**TASK TO COMPLETE:**
From the entries that follow, copy exactly the lines beginning at the line holding "use crate::geometry::Segment;" and continuing through the line holding "let p3 = Point2::new(width".

**SUPPLIED RECORDS:**
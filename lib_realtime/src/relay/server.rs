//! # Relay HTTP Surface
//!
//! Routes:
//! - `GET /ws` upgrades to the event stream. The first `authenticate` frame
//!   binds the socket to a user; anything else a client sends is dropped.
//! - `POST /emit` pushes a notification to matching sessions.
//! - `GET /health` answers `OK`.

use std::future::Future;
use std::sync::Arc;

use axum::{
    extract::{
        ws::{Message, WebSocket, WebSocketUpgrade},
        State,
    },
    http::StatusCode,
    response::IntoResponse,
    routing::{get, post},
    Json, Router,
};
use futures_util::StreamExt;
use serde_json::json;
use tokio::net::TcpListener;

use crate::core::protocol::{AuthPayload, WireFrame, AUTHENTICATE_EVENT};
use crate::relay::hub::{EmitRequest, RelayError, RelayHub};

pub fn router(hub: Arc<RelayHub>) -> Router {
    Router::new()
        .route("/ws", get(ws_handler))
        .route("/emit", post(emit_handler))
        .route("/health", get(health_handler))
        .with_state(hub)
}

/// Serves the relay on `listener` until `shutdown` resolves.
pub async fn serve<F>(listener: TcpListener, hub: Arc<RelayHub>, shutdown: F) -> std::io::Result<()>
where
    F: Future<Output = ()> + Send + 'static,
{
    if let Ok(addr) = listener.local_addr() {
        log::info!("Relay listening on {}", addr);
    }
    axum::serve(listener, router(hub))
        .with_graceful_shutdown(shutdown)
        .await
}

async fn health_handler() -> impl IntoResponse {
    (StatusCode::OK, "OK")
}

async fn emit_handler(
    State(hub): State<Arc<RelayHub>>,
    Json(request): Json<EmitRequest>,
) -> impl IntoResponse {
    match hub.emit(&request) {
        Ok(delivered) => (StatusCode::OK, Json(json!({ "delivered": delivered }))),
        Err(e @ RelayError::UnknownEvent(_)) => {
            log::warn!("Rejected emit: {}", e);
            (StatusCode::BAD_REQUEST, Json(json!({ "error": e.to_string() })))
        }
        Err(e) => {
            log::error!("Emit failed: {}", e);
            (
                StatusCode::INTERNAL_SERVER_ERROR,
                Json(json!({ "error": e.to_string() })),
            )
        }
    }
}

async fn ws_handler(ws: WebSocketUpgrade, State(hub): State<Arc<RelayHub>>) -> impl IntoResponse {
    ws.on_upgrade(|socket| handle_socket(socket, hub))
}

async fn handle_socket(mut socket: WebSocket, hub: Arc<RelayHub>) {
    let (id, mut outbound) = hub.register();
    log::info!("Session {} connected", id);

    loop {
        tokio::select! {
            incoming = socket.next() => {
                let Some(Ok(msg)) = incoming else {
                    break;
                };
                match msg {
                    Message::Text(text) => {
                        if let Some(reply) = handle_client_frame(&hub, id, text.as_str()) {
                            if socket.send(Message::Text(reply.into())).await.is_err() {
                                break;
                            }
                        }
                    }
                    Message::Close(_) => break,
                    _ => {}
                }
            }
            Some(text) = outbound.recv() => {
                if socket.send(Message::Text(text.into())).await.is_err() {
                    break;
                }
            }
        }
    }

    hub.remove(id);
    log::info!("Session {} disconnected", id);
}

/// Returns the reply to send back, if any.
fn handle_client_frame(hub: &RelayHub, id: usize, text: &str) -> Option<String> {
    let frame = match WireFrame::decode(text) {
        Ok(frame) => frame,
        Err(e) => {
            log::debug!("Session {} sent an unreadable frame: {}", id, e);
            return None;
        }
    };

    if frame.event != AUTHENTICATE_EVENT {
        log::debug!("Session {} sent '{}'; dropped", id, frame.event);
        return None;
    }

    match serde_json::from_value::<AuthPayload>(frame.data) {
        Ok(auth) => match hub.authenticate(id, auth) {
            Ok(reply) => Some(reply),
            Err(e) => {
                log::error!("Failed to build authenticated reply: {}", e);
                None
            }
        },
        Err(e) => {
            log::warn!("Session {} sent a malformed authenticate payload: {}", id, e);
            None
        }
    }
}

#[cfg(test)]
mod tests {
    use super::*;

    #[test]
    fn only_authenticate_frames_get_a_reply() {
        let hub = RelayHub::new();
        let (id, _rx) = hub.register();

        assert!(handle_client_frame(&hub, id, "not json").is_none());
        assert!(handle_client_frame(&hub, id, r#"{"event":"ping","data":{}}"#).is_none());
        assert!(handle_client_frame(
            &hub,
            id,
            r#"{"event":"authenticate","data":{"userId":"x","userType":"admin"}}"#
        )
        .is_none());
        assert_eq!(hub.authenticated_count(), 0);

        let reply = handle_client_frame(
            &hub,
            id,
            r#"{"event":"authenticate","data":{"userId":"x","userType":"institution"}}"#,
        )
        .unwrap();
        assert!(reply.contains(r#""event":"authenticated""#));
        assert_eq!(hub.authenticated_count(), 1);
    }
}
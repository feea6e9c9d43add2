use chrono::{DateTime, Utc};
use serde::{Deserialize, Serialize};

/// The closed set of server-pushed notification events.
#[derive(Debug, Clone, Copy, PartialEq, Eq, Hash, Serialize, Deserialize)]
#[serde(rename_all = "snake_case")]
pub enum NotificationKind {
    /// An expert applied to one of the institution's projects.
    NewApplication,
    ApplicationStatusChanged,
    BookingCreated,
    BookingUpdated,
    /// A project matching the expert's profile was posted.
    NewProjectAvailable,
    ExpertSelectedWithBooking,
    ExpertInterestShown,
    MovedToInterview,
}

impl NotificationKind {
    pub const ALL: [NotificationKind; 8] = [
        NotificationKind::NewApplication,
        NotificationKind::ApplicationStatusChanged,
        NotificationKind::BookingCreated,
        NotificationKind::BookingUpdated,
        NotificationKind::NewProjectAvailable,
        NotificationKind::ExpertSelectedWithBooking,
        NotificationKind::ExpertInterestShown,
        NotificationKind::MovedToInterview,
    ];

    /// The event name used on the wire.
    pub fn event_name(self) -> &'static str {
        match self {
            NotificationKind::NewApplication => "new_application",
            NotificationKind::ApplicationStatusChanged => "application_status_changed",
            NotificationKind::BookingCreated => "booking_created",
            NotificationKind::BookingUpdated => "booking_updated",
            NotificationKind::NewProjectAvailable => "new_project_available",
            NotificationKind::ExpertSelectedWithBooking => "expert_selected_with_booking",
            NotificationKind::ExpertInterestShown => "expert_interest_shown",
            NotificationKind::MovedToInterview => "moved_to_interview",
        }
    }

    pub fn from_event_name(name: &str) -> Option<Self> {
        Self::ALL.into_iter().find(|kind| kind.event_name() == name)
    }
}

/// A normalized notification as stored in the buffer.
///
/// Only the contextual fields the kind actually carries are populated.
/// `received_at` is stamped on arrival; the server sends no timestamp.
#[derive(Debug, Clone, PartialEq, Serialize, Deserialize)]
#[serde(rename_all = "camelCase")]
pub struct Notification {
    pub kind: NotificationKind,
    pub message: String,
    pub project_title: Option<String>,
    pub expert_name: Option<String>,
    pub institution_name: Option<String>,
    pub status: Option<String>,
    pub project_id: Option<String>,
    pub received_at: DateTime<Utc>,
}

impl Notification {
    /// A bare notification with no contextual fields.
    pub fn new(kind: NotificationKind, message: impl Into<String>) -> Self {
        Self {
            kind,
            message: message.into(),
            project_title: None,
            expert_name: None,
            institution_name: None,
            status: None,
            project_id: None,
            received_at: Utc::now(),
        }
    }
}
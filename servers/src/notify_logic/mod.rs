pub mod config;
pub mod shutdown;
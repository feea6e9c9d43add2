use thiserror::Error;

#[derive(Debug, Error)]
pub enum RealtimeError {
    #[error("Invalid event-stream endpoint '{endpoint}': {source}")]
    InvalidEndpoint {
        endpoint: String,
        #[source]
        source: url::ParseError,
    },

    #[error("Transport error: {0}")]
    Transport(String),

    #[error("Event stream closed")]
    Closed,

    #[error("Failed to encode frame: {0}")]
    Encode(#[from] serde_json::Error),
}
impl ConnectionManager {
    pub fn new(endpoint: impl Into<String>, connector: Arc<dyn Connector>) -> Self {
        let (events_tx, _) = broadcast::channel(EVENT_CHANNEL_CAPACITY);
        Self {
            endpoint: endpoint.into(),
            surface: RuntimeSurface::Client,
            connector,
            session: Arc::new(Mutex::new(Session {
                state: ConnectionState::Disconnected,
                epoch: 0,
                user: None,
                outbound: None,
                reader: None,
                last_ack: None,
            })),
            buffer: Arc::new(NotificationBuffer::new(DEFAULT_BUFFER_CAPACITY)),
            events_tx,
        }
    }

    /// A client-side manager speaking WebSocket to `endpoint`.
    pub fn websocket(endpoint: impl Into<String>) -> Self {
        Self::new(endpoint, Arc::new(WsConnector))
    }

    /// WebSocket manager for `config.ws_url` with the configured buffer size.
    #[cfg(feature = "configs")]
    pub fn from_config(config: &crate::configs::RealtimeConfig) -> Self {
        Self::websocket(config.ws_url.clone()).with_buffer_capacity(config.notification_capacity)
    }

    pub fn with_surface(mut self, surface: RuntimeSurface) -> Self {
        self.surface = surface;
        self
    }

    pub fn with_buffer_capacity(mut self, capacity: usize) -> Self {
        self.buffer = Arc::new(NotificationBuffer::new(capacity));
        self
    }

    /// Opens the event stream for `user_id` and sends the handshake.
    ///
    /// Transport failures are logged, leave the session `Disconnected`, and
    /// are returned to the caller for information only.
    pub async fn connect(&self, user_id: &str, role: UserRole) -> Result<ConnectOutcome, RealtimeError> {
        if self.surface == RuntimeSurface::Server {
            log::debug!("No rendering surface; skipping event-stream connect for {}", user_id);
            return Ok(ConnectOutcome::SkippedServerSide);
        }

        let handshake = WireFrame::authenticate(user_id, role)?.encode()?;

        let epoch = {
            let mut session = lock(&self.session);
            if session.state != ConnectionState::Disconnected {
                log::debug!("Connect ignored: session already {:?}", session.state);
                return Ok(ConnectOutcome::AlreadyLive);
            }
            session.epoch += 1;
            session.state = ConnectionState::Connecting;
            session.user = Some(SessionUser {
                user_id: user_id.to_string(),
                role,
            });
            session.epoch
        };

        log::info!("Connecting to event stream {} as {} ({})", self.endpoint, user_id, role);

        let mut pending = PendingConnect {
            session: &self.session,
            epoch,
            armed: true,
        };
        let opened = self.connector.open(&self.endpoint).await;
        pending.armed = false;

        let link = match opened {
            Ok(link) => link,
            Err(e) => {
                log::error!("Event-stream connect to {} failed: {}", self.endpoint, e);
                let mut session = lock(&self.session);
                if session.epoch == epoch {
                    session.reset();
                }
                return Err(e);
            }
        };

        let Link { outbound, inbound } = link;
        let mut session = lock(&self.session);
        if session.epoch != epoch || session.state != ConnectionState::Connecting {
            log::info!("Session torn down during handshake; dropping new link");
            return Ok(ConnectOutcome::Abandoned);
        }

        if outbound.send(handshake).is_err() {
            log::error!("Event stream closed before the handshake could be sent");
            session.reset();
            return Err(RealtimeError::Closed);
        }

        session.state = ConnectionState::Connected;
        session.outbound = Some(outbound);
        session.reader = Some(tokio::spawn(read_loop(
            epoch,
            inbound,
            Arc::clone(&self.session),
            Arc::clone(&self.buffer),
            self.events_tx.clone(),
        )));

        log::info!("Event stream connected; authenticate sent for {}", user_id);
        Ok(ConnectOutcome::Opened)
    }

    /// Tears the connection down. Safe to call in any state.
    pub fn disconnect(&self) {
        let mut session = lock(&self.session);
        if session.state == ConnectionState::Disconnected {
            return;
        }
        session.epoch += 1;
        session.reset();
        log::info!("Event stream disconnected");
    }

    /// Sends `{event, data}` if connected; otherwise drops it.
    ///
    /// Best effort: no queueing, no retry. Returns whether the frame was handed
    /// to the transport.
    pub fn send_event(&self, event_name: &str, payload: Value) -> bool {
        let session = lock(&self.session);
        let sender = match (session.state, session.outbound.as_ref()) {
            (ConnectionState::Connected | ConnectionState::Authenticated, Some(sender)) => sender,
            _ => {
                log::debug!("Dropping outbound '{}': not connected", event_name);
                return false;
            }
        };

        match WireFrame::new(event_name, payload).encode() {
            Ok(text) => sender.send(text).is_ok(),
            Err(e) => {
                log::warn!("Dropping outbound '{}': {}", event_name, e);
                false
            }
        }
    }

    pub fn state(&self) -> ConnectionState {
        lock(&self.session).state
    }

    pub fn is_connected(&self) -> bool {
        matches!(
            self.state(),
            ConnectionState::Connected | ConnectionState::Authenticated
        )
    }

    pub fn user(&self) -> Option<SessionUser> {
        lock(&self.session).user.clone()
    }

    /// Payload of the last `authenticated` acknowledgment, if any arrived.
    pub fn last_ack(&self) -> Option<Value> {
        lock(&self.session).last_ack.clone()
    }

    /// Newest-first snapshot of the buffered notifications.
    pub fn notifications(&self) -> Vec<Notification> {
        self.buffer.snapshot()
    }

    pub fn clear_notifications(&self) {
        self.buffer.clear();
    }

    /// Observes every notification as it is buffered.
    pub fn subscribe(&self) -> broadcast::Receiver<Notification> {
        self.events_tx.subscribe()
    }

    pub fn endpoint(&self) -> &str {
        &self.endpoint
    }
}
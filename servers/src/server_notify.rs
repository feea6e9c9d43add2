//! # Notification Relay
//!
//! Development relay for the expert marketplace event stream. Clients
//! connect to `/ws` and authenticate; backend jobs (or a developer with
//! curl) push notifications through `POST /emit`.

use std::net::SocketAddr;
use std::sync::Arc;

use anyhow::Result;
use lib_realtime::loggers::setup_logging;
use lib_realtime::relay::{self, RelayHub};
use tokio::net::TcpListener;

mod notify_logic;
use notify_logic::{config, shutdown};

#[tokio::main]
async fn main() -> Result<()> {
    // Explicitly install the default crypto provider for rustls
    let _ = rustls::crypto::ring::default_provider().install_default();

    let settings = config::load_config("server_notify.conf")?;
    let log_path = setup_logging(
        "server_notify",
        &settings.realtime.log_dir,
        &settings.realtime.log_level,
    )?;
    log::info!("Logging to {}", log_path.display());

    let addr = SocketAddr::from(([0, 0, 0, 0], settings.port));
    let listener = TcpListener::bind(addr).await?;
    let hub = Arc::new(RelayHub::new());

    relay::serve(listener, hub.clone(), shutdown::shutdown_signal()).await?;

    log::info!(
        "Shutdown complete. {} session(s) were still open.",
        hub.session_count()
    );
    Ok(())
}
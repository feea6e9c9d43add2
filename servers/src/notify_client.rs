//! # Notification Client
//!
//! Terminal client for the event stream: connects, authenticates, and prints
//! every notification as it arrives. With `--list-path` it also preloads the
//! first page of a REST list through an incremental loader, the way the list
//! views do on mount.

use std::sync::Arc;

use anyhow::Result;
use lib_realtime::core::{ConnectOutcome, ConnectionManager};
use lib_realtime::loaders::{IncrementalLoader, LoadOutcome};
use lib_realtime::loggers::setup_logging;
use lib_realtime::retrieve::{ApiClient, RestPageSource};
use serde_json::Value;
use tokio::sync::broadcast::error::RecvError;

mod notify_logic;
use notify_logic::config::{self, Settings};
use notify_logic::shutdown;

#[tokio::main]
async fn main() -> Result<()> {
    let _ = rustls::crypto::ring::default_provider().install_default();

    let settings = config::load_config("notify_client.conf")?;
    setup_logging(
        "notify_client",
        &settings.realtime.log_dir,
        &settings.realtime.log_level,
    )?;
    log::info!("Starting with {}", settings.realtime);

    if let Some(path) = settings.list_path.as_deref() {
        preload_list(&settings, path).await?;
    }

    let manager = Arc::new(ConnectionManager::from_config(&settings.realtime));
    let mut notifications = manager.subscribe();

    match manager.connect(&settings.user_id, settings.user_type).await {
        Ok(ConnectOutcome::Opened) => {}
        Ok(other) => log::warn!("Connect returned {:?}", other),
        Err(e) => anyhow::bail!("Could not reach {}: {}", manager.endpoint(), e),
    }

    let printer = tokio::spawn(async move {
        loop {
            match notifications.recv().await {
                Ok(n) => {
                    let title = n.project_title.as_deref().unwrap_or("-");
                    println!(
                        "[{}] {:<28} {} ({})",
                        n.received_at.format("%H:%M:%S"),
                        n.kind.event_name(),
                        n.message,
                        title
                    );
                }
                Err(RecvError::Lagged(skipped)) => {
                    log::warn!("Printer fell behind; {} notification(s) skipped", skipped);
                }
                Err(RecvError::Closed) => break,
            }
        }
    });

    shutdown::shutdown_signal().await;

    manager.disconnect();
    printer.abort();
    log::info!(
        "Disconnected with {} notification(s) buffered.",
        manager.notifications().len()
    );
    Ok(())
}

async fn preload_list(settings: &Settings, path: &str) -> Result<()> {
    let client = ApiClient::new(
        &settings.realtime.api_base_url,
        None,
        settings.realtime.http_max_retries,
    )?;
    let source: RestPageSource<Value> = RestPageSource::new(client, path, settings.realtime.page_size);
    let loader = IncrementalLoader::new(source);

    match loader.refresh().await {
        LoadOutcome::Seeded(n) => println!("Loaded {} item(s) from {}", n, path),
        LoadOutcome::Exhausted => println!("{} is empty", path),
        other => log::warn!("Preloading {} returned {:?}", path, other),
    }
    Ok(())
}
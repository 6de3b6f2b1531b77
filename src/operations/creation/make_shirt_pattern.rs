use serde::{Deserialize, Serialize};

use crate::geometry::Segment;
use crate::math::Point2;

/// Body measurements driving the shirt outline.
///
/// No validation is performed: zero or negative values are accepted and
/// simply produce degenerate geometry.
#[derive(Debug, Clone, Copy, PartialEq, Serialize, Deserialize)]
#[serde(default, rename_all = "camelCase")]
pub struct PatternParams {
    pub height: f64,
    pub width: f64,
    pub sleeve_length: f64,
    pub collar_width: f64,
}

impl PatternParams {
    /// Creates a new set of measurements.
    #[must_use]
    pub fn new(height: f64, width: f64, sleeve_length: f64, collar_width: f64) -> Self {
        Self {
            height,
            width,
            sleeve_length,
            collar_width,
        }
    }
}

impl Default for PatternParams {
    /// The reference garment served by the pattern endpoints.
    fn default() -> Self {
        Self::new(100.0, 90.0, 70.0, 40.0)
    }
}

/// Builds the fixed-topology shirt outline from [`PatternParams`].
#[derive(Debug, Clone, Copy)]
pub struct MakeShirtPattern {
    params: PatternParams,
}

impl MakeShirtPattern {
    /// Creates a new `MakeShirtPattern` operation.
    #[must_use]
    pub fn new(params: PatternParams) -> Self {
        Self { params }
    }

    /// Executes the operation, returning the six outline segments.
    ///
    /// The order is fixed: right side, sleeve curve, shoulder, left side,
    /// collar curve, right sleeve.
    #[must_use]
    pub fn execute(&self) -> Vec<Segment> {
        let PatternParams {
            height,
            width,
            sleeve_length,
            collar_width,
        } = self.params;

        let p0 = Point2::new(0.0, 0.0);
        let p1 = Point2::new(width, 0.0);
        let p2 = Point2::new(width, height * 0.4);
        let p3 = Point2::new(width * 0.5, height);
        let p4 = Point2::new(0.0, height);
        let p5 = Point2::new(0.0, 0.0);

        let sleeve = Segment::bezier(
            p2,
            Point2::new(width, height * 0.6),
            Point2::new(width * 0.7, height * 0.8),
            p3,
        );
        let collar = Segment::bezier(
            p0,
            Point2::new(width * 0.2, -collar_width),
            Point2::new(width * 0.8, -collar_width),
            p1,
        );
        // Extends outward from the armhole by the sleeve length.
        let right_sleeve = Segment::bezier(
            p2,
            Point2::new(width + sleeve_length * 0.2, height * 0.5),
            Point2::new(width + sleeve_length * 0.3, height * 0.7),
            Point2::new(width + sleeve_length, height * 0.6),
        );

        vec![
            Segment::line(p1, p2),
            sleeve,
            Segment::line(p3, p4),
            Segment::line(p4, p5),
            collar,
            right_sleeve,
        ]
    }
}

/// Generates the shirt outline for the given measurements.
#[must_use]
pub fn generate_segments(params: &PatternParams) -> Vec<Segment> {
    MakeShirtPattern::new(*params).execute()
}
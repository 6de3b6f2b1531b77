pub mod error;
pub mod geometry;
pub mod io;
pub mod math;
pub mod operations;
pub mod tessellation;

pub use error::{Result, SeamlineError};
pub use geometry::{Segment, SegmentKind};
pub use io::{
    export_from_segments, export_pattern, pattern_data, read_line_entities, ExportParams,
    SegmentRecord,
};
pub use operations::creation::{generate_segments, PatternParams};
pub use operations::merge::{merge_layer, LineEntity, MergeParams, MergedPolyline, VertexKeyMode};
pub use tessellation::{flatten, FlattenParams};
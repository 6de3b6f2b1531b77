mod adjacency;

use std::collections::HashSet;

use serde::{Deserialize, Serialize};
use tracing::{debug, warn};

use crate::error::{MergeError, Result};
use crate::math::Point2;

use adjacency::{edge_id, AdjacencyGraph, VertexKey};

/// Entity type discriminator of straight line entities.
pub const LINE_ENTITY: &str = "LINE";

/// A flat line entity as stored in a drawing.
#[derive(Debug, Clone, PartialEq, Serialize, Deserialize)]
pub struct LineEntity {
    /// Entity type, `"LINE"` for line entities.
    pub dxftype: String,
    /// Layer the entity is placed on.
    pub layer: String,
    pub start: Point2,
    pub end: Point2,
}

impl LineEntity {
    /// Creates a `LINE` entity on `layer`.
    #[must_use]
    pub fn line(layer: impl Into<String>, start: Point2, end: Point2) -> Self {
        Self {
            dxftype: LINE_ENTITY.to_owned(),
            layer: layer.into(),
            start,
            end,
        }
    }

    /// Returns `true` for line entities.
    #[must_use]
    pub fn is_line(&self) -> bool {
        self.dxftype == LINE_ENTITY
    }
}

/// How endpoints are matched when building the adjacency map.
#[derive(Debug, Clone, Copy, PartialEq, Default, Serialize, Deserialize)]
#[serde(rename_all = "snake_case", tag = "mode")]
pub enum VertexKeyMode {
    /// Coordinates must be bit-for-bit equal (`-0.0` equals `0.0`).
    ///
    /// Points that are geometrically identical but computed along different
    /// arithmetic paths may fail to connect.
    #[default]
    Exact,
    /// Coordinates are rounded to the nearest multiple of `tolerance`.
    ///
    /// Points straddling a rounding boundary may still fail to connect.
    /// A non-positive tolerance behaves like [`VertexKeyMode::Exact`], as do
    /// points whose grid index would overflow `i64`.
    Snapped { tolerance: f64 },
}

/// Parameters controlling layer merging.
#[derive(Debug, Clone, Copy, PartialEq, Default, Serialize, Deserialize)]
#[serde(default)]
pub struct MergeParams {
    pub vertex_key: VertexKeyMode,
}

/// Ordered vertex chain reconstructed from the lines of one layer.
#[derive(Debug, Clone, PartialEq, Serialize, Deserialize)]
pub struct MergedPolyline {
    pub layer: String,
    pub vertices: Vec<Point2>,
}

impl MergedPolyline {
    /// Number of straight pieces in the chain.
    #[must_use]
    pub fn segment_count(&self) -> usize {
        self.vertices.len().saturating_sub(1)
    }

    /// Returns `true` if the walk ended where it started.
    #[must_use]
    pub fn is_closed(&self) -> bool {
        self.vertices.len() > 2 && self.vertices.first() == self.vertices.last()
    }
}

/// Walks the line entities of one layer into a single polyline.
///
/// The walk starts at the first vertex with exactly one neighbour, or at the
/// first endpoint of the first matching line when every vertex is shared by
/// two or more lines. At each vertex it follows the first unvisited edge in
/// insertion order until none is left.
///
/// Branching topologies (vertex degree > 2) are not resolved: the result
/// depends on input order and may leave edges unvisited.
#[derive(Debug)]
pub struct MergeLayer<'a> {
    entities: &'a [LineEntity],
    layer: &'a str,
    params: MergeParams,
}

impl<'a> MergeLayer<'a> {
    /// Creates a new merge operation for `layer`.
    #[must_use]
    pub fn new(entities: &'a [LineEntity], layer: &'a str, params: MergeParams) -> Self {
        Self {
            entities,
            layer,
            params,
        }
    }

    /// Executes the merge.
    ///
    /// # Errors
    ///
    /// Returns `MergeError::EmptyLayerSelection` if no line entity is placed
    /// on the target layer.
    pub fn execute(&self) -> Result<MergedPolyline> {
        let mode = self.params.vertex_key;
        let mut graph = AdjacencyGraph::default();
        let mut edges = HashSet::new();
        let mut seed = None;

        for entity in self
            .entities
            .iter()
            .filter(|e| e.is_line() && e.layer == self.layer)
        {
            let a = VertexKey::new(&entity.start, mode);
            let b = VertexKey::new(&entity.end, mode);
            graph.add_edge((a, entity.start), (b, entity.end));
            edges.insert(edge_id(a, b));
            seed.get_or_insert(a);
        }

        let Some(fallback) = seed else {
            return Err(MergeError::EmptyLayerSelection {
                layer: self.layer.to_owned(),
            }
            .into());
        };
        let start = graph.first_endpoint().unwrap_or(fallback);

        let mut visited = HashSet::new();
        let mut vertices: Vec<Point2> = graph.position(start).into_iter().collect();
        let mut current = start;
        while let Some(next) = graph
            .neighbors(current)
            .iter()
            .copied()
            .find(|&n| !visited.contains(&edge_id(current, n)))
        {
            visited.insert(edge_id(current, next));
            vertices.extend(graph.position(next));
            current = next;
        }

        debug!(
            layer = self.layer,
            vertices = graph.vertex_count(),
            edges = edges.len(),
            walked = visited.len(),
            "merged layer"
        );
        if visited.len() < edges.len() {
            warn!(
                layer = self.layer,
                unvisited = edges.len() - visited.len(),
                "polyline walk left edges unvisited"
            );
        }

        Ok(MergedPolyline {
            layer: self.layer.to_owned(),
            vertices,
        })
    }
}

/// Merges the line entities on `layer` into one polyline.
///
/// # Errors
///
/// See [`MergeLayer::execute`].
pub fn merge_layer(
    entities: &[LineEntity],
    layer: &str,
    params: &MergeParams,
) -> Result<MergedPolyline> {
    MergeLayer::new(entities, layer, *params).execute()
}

**SOLVED EXERCISE:**
use crate::geometry::Segment;
use crate::math::Point2;

/// Body measurements driving the shirt outline.
///
/// No validation is performed: zero or negative values are accepted and
/// simply produce degenerate geometry.
#[derive(Debug, Clone, Copy, PartialEq, Serialize, Deserialize)]
#[serde(default, rename_all = "camelCase")]
pub struct PatternParams {
    pub height: f64,
    pub width: f64,
    pub sleeve_length: f64,
    pub collar_width: f64,
}

impl PatternParams {
    /// Creates a new set of measurements.
    #[must_use]
    pub fn new(height: f64, width: f64, sleeve_length: f64, collar_width: f64) -> Self {
        Self {
            height,
            width,
            sleeve_length,
            collar_width,
        }
    }
}

impl Default for PatternParams {
    /// The reference garment served by the pattern endpoints.
    fn default() -> Self {
        Self::new(100.0, 90.0, 70.0, 40.0)
    }
}

/// Builds the fixed-topology shirt outline from [`PatternParams`].
#[derive(Debug, Clone, Copy)]
pub struct MakeShirtPattern {
    params: PatternParams,
}

impl MakeShirtPattern {
    /// Creates a new `MakeShirtPattern` operation.
    #[must_use]
    pub fn new(params: PatternParams) -> Self {
        Self { params }
    }

    /// Executes the operation, returning the six outline segments.
    ///
    /// The order is fixed: right side, sleeve curve, shoulder, left side,
    /// collar curve, right sleeve.
    #[must_use]
    pub fn execute(&self) -> Vec<Segment> {
        let PatternParams {
            height,
            width,
            sleeve_length,
            collar_width,
        } = self.params;

        let p0 = Point2::new(0.0, 0.0);
        let p1 = Point2::new(width, 0.0);
        let p2 = Point2::new(width, height * 0.4);
        let p3 = Point2::new(width * 0.5, height);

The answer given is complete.